■ **Task goal**
Please return all the records exactly, with nothing left out.

Data excerpts:
== Segment start ==

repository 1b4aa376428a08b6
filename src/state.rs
//! Shared application state injected into every handler.

use std::sync::Arc;

use sqlx::PgPool;

use crate::application::services::{LinkService, StatsService};
use crate::infrastructure::persistence::{PgLinkRepository, PgStatsRepository};

/// Services backed by the PostgreSQL repositories.
///
/// Cheap to clone: every field is reference-counted.
#[derive(Clone)]
pub struct AppState {
    pub link_service: Arc<LinkService<PgLinkRepository>>,
    pub stats_service: Arc<StatsService<PgStatsRepository>>,
}

impl AppState {
    /// Wires repositories and services on top of one connection pool.
    pub fn new(pool: Arc<PgPool>) -> Self {
        let link_repository = Arc::new(PgLinkRepository::new(pool.clone()));
        let stats_repository = Arc::new(PgStatsRepository::new(pool));

        Self {
            link_service: Arc::new(LinkService::new(link_repository)),
            stats_service: Arc::new(StatsService::new(stats_repository)),
        }
    }
}
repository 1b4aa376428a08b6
//! HTTP middleware for request processing and protection.
//!
//! Provides rate limiting and observability middleware.

pub mod rate_limit;
pub mod tracing;
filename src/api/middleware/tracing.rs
//! HTTP request/response tracing middleware.

use tower_http::LatencyUnit;
use tower_http::classify::{ServerErrorsAsFailures, SharedClassifier};
use tower_http::trace::{DefaultMakeSpan, DefaultOnFailure, DefaultOnResponse, TraceLayer};
use tracing::Level;

/// Creates a tracing middleware for HTTP requests.
///
/// Each request gets an `INFO` span carrying method, URI and HTTP version.
/// Responses are logged at `INFO` with status and latency in milliseconds;
/// 5xx responses are additionally reported at `ERROR`.
///
/// # Example Logs
///
/// ```text
/// INFO request{method=POST uri=/api/links/3/click version=HTTP/1.1}: finished processing request latency=4 ms status=200
/// ```
pub fn layer() -> TraceLayer<SharedClassifier<ServerErrorsAsFailures>> {
    TraceLayer::new_for_http()
        .make_span_with(DefaultMakeSpan::new().level(Level::INFO))
        .on_response(
            DefaultOnResponse::new()
                .level(Level::INFO)
                .latency_unit(LatencyUnit::Millis),
        )
        .on_failure(
            DefaultOnFailure::new()
                .level(Level::ERROR)
                .latency_unit(LatencyUnit::Millis),
        )
}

== Segment end ==

■ **Result below**
repository 1b4aa376428a08b6
filename src/state.rs
//! Shared application state injected into every handler.

use std::sync::Arc;

use sqlx::PgPool;

use crate::application::services::{LinkService, StatsService};
use crate::infrastructure::persistence::{PgLinkRepository, PgStatsRepository};

/// Services backed by the PostgreSQL repositories.
///
/// Cheap to clone: every field is reference-counted.
#[derive(Clone)]
pub struct AppState {
    pub link_service: Arc<LinkService<PgLinkRepository>>,
    pub stats_service: Arc<StatsService<PgStatsRepository>>,
}

impl AppState {
    /// Wires repositories and services on top of one connection pool.
    pub fn new(pool: Arc<PgPool>) -> Self {
        let link_repository = Arc::new(PgLinkRepository::new(pool.clone()));
        let stats_repository = Arc::new(PgStatsRepository::new(pool));

        Self {
            link_service: Arc::new(LinkService::new(link_repository)),
            stats_service: Arc::new(StatsService::new(stats_repository)),
        }
    }
}
repository 1b4aa376428a08b6
//! HTTP middleware for request processing and protection.
//!
//! Provides rate limiting and observability middleware.

pub mod rate_limit;
pub mod tracing;
filename src/api/middleware/tracing.rs
//! HTTP request/response tracing middleware.

use tower_http::LatencyUnit;
use tower_http::classify::{ServerErrorsAsFailures, SharedClassifier};
use tower_http::trace::{DefaultMakeSpan, DefaultOnFailure, DefaultOnResponse, TraceLayer};
use tracing::Level;

/// Creates a tracing middleware for HTTP requests.
///
/// Each request gets an `INFO` span carrying method, URI and HTTP version.
/// Responses are logged at `INFO` with status and latency in milliseconds;
/// 5xx responses are additionally reported at `ERROR`.
///
/// # Example Logs
///
/// ```text
/// INFO request{method=POST uri=/api/links/3/click version=HTTP/1.1}: finished processing request latency=4 ms status=200
/// ```
pub fn layer() -> TraceLayer<SharedClassifier<ServerErrorsAsFailures>> {
    TraceLayer::new_for_http()
        .make_span_with(DefaultMakeSpan::new().level(Level::INFO))
        .on_response(
            DefaultOnResponse::new()
                .level(Level::INFO)
                .latency_unit(LatencyUnit::Millis),
        )
        .on_failure(
            DefaultOnFailure::new()
                .level(Level::ERROR)
                .latency_unit(LatencyUnit::Millis),
        )
}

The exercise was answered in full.